◆ **Work order**:
Retype every line below precisely as it appears.

**** Data under study

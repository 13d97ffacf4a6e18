//! W3C error responses.

use axum::Json;
use axum::http::StatusCode;
use axum::response::{IntoResponse, Response};
use serde_json::json;
use spresso::SessionError;
use spresso_protocol::WireError;
use thiserror::Error;
use tracing::debug;

pub type Result<T> = std::result::Result<T, ApiError>;

/// Error returned from an HTTP handler.
#[derive(Debug, Error)]
pub enum ApiError {
	#[error(transparent)]
	Session(#[from] SessionError),

	#[error("{0}")]
	InvalidArgument(String),

	#[error("{0}")]
	UnknownCommand(String),
}

impl From<spresso_runtime::Error> for ApiError {
	fn from(err: spresso_runtime::Error) -> Self {
		ApiError::Session(err.into())
	}
}

impl ApiError {
	pub fn error_code(&self) -> &'static str {
		match self {
			ApiError::Session(err) => err.error_code(),
			ApiError::InvalidArgument(_) => "invalid argument",
			ApiError::UnknownCommand(_) => "unknown command",
		}
	}

	pub fn status(&self) -> StatusCode {
		status_for(self.error_code())
	}

	pub fn to_wire(&self) -> WireError {
		WireError {
			error: self.error_code().to_string(),
			message: self.to_string(),
			stacktrace: String::new(),
		}
	}
}

/// HTTP status for a W3C error code.
pub fn status_for(code: &str) -> StatusCode {
	match code {
		"invalid argument" | "no such context" => StatusCode::BAD_REQUEST,
		"invalid session id" | "unknown command" => StatusCode::NOT_FOUND,
		_ => StatusCode::INTERNAL_SERVER_ERROR,
	}
}

impl IntoResponse for ApiError {
	fn into_response(self) -> Response {
		let status = self.status();
		debug!(target = "spresso.http", status = status.as_u16(), error = %self, "request failed");
		(status, Json(json!({ "value": self.to_wire() }))).into_response()
	}
}

#[cfg(test)]
mod tests {
	use super::*;

	#[test]
	fn session_errors_keep_their_code() {
		let err = ApiError::from(SessionError::not_created("boom").into_session_not_created());
		assert_eq!(err.error_code(), "session not created");
		assert_eq!(err.status(), StatusCode::INTERNAL_SERVER_ERROR);
		assert!(err.to_wire().message.starts_with("boom."));

		let err = ApiError::from(SessionError::NoSuchSession);
		assert_eq!(err.status(), StatusCode::NOT_FOUND);
		assert_eq!(err.to_wire().error, "invalid session id");
	}

	#[test]
	fn runtime_errors_map_through_session_errors() {
		let err = ApiError::from(spresso_runtime::Error::ServerLaunchTimeout { timeout_ms: 5 });
		assert_eq!(err.error_code(), "timeout");

		let err = ApiError::from(spresso_runtime::Error::DeviceUnavailable("gone".into()));
		assert_eq!(err.error_code(), "unknown error");
	}

	#[test]
	fn front_end_errors() {
		assert_eq!(ApiError::InvalidArgument("bad json".into()).status(), StatusCode::BAD_REQUEST);
		assert_eq!(ApiError::UnknownCommand("PUT /x".into()).status(), StatusCode::NOT_FOUND);
	}
}
//! spresso command-line front end.
//!
//! Parses flags and the config file, wires the `adb` device layer and the
//! Espresso server client into a [`spresso::SessionOrchestrator`] and serves
//! it over the WebDriver HTTP protocol.

pub mod cli;
pub mod config;
pub mod error;
pub mod logging;
pub mod server;

use std::sync::Arc;

use spresso::{Collaborators, SessionOrchestrator};
use spresso_runtime::{AdbConnector, AppResolver, EspressoServerFactory, Sdk};

use crate::config::Settings;

/// Builds the orchestrator backed by real devices.
pub fn orchestrator(settings: &Settings) -> SessionOrchestrator {
	let sdk = match &settings.android_home {
		Some(root) => Sdk::with_root(root),
		None => Sdk::from_env(),
	};
	let collaborators = Collaborators::new(
		Arc::new(AdbConnector::new(sdk, settings.adb.clone())),
		Arc::new(EspressoServerFactory::new(settings.server_apk.clone())),
		Arc::new(AppResolver::new()),
	);
	SessionOrchestrator::new(collaborators)
}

********

◆ **Task response**:
repository 13d97ffacf4a6e18
//! W3C error responses.

use axum::Json;
use axum::http::StatusCode;
use axum::response::{IntoResponse, Response};
use serde_json::json;
use spresso::SessionError;
use spresso_protocol::WireError;
use thiserror::Error;
use tracing::debug;

pub type Result<T> = std::result::Result<T, ApiError>;

/// Error returned from an HTTP handler.
#[derive(Debug, Error)]
pub enum ApiError {
	#[error(transparent)]
	Session(#[from] SessionError),

	#[error("{0}")]
	InvalidArgument(String),

	#[error("{0}")]
	UnknownCommand(String),
}

impl From<spresso_runtime::Error> for ApiError {
	fn from(err: spresso_runtime::Error) -> Self {
		ApiError::Session(err.into())
	}
}

impl ApiError {
	pub fn error_code(&self) -> &'static str {
		match self {
			ApiError::Session(err) => err.error_code(),
			ApiError::InvalidArgument(_) => "invalid argument",
			ApiError::UnknownCommand(_) => "unknown command",
		}
	}

	pub fn status(&self) -> StatusCode {
		status_for(self.error_code())
	}

	pub fn to_wire(&self) -> WireError {
		WireError {
			error: self.error_code().to_string(),
			message: self.to_string(),
			stacktrace: String::new(),
		}
	}
}

/// HTTP status for a W3C error code.
pub fn status_for(code: &str) -> StatusCode {
	match code {
		"invalid argument" | "no such context" => StatusCode::BAD_REQUEST,
		"invalid session id" | "unknown command" => StatusCode::NOT_FOUND,
		_ => StatusCode::INTERNAL_SERVER_ERROR,
	}
}

impl IntoResponse for ApiError {
	fn into_response(self) -> Response {
		let status = self.status();
		debug!(target = "spresso.http", status = status.as_u16(), error = %self, "request failed");
		(status, Json(json!({ "value": self.to_wire() }))).into_response()
	}
}

#[cfg(test)]
mod tests {
	use super::*;

	#[test]
	fn session_errors_keep_their_code() {
		let err = ApiError::from(SessionError::not_created("boom").into_session_not_created());
		assert_eq!(err.error_code(), "session not created");
		assert_eq!(err.status(), StatusCode::INTERNAL_SERVER_ERROR);
		assert!(err.to_wire().message.starts_with("boom."));

		let err = ApiError::from(SessionError::NoSuchSession);
		assert_eq!(err.status(), StatusCode::NOT_FOUND);
		assert_eq!(err.to_wire().error, "invalid session id");
	}

	#[test]
	fn runtime_errors_map_through_session_errors() {
		let err = ApiError::from(spresso_runtime::Error::ServerLaunchTimeout { timeout_ms: 5 });
		assert_eq!(err.error_code(), "timeout");

		let err = ApiError::from(spresso_runtime::Error::DeviceUnavailable("gone".into()));
		assert_eq!(err.error_code(), "unknown error");
	}

	#[test]
	fn front_end_errors() {
		assert_eq!(ApiError::InvalidArgument("bad json".into()).status(), StatusCode::BAD_REQUEST);
		assert_eq!(ApiError::UnknownCommand("PUT /x".into()).status(), StatusCode::NOT_FOUND);
	}
}
//! spresso command-line front end.
//!
//! Parses flags and the config file, wires the `adb` device layer and the
//! Espresso server client into a [`spresso::SessionOrchestrator`] and serves
//! it over the WebDriver HTTP protocol.

pub mod cli;
pub mod config;
pub mod error;
pub mod logging;
pub mod server;

use std::sync::Arc;

use spresso::{Collaborators, SessionOrchestrator};
use spresso_runtime::{AdbConnector, AppResolver, EspressoServerFactory, Sdk};

use crate::config::Settings;

/// Builds the orchestrator backed by real devices.
pub fn orchestrator(settings: &Settings) -> SessionOrchestrator {
	let sdk = match &settings.android_home {
		Some(root) => Sdk::with_root(root),
		None => Sdk::from_env(),
	};
	let collaborators = Collaborators::new(
		Arc::new(AdbConnector::new(sdk, settings.adb.clone())),
		Arc::new(EspressoServerFactory::new(settings.server_apk.clone())),
		Arc::new(AppResolver::new()),
	);
	SessionOrchestrator::new(collaborators)
}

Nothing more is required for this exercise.